Of all the entries below, retype only the lines from the one with "pub mod models;" through the one with "async fn count(&self) -> Result<u64>;", exactly as they appear.
^^^^^^^^^^^^^^^^
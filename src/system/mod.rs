//! 进程级设施

pub mod logging;

pub use logging::init_logging;
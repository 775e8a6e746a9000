use std::sync::Arc;

use async_trait::async_trait;

use crate::config::DatabaseConfig;
use crate::errors::Result;

pub mod backend;
pub mod models;

pub use backend::SeaOrmStorage;
pub use models::{LinkMapping, LinkPage, LinkPatch, LinkState};

/// 映射存储
///
/// 存储只负责持久化，`get` 无论链接是否过期或禁用都原样返回，
/// 状态判断由解析引擎负责。
#[async_trait]
pub trait LinkStore: Send + Sync {
    /// 按短码查询，不存在时返回 `Ok(None)`
    async fn get(&self, code: &str) -> Result<Option<LinkMapping>>;

    /// 仅创建；短码已存在时返回 `Conflict`
    async fn insert(&self, link: &LinkMapping) -> Result<()>;

    /// 部分更新，短码不存在时返回 `NotFound`
    async fn update(&self, code: &str, patch: &LinkPatch) -> Result<LinkMapping>;

    async fn set_disabled(&self, code: &str, disabled: bool) -> Result<LinkMapping>;

    async fn count(&self) -> Result<u64>;

    /// 最近创建的可用链接（用于缓存预热）
    async fn load_active(&self, limit: u64) -> Result<Vec<LinkMapping>>;

    async fn list_by_owner(
        &self,
        owner: Option<&str>,
        page: u64,
        page_size: u64,
    ) -> Result<LinkPage>;

    async fn ping(&self) -> Result<()>;

    fn backend_name(&self) -> &str;
}

pub struct StorageFactory;

impl StorageFactory {
    pub async fn create(config: &DatabaseConfig) -> Result<Arc<SeaOrmStorage>> {
        let database_url = &config.database_url;

        // 从 URL 自动推断数据库类型
        let backend_type = backend::infer_backend_from_url(database_url)?;

        let storage = backend::SeaOrmStorage::new(database_url, &backend_type, config).await?;
        Ok(Arc::new(storage))
    }
}
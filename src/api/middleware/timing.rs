//! HTTP timing middleware
//!
//! Logs method, path, status and latency of every request at debug level.
//! Requests slower than the threshold are logged at warn level.

use actix_service::{Service, Transform};
use actix_web::{
    Error,
    dev::{ServiceRequest, ServiceResponse},
};
use futures_util::future::{LocalBoxFuture, Ready, ready};
use std::rc::Rc;
use std::time::{Duration, Instant};
use tracing::{debug, warn};

const SLOW_REQUEST_THRESHOLD: Duration = Duration::from_millis(500);

#[derive(Clone, Default)]
pub struct TimingMiddleware;

impl<S, B> Transform<S, ServiceRequest> for TimingMiddleware
where
    S: Service<ServiceRequest, Response = ServiceResponse<B>, Error = Error> + 'static,
    B: 'static,
{
    type Response = ServiceResponse<B>;
    type Error = Error;
    type InitError = ();
    type Transform = TimingService<S>;
    type Future = Ready<Result<Self::Transform, Self::InitError>>;

    fn new_transform(&self, service: S) -> Self::Future {
        ready(Ok(TimingService {
            service: Rc::new(service),
        }))
    }
}

pub struct TimingService<S> {
    service: Rc<S>,
}

impl<S, B> Service<ServiceRequest> for TimingService<S>
where
    S: Service<ServiceRequest, Response = ServiceResponse<B>, Error = Error> + 'static,
    B: 'static,
{
    type Response = ServiceResponse<B>;
    type Error = Error;
    type Future = LocalBoxFuture<'static, Result<Self::Response, Self::Error>>;

    fn poll_ready(
        &self,
        ctx: &mut std::task::Context<'_>,
    ) -> std::task::Poll<Result<(), Self::Error>> {
        self.service.poll_ready(ctx)
    }

    fn call(&self, req: ServiceRequest) -> Self::Future {
        let srv = self.service.clone();
        let start = Instant::now();
        let method = req.method().clone();
        let path = req.path().to_string();

        Box::pin(async move {
            let result = srv.call(req).await;
            let elapsed = start.elapsed();
            let status = match &result {
                Ok(response) => response.status().as_u16(),
                Err(_) => 500,
            };

            if elapsed >= SLOW_REQUEST_THRESHOLD {
                warn!("Slow request: {} {} -> {} in {:?}", method, path, status, elapsed);
            } else {
                debug!("{} {} -> {} in {:?}", method, path, status, elapsed);
            }

            result
        })
    }
}
use chrono::Utc;
use sea_orm::sea_query::Expr;
use sea_orm::{ColumnTrait, DbErr, EntityTrait, QueryFilter, SqlErr};
use tracing::{debug, info};

use super::SeaOrmStorage;
use super::converters::mapping_to_active_model;
use super::retry;
use crate::errors::{Result, ShortlinkError};
use crate::storage::models::{LinkMapping, LinkPatch};

use migration::entities::short_link;

/// 判断是否为唯一约束冲突（主键重复）
fn is_unique_violation(err: &DbErr) -> bool {
    if matches!(err.sql_err(), Some(SqlErr::UniqueConstraintViolation(_))) {
        return true;
    }
    // 回退到字符串匹配
    let msg = err.to_string().to_lowercase();
    msg.contains("unique constraint failed")
        || msg.contains("duplicate entry")
        || msg.contains("duplicate key value")
}

impl SeaOrmStorage {
    /// 原子创建；同一短码的并发创建由主键约束保证只有一个成功
    pub(super) async fn create(&self, link: &LinkMapping) -> Result<()> {
        let db = &self.db;
        let model = mapping_to_active_model(link);

        retry::with_retry_timeout(
            &format!("insert({})", link.code),
            self.retry_config,
            self.op_timeout_ms,
            || async {
                short_link::Entity::insert(model.clone())
                    .exec_without_returning(db)
                    .await
            },
        )
        .await
        .map_err(|e| {
            if is_unique_violation(&e) {
                debug!("Insert conflict for short code '{}'", link.code);
                ShortlinkError::conflict(format!("Short code '{}' already exists", link.code))
            } else {
                ShortlinkError::from(e)
            }
        })?;

        info!(
            "Link created in {} storage: {}",
            self.backend_name.to_uppercase(),
            link.code
        );
        Ok(())
    }

    pub(super) async fn apply_patch(&self, code: &str, patch: &LinkPatch) -> Result<LinkMapping> {
        let mut update = short_link::Entity::update_many()
            .col_expr(short_link::Column::UpdatedAt, Expr::value(Utc::now()))
            .filter(short_link::Column::ShortCode.eq(code));

        if let Some(target) = &patch.target {
            update = update.col_expr(short_link::Column::TargetUrl, Expr::value(target.clone()));
        }
        if let Some(expires_at) = patch.expires_at {
            update = update.col_expr(short_link::Column::ExpiresAt, Expr::value(expires_at));
        }

        let db = &self.db;
        let result = retry::with_retry_timeout(
            &format!("update({})", code),
            self.retry_config,
            self.op_timeout_ms,
            || async { update.clone().exec(db).await },
        )
        .await?;

        if result.rows_affected == 0 {
            return Err(ShortlinkError::not_found(format!(
                "Short code '{}' not found",
                code
            )));
        }

        self.reload_after_write(code).await
    }

    pub(super) async fn toggle_disabled(&self, code: &str, disabled: bool) -> Result<LinkMapping> {
        let update = short_link::Entity::update_many()
            .col_expr(short_link::Column::Disabled, Expr::value(disabled))
            .col_expr(short_link::Column::UpdatedAt, Expr::value(Utc::now()))
            .filter(short_link::Column::ShortCode.eq(code));

        let db = &self.db;
        let result = retry::with_retry_timeout(
            &format!("set_disabled({})", code),
            self.retry_config,
            self.op_timeout_ms,
            || async { update.clone().exec(db).await },
        )
        .await?;

        if result.rows_affected == 0 {
            return Err(ShortlinkError::not_found(format!(
                "Short code '{}' not found",
                code
            )));
        }

        info!(
            "Link {} in {} storage: {}",
            if disabled { "disabled" } else { "enabled" },
            self.backend_name.to_uppercase(),
            code
        );
        self.reload_after_write(code).await
    }

    /// 写入后回读最新状态
    async fn reload_after_write(&self, code: &str) -> Result<LinkMapping> {
        self.find(code).await?.ok_or_else(|| {
            ShortlinkError::not_found(format!("Short code '{}' not found", code))
        })
    }
}

#[cfg(test)]
mod tests {
    use super::*;

    #[test]
    fn test_unique_violation_message_fallback() {
        let err = DbErr::Exec(sea_orm::error::RuntimeErr::Internal(
            "UNIQUE constraint failed: short_links.short_code".to_string(),
        ));
        assert!(is_unique_violation(&err));

        let err = DbErr::Exec(sea_orm::error::RuntimeErr::Internal(
            "database is locked".to_string(),
        ));
        assert!(!is_unique_violation(&err));
    }
}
^^^^^^^^^^^^^^^^
[Problem solution]
pub mod models;

pub use backend::SeaOrmStorage;
pub use models::{LinkMapping, LinkPage, LinkPatch, LinkState};

/// 映射存储
///
/// 存储只负责持久化，`get` 无论链接是否过期或禁用都原样返回，
/// 状态判断由解析引擎负责。
#[async_trait]
pub trait LinkStore: Send + Sync {
    /// 按短码查询，不存在时返回 `Ok(None)`
    async fn get(&self, code: &str) -> Result<Option<LinkMapping>>;

    /// 仅创建；短码已存在时返回 `Conflict`
    async fn insert(&self, link: &LinkMapping) -> Result<()>;

    /// 部分更新，短码不存在时返回 `NotFound`
    async fn update(&self, code: &str, patch: &LinkPatch) -> Result<LinkMapping>;

    async fn set_disabled(&self, code: &str, disabled: bool) -> Result<LinkMapping>;

    async fn count(&self) -> Result<u64>;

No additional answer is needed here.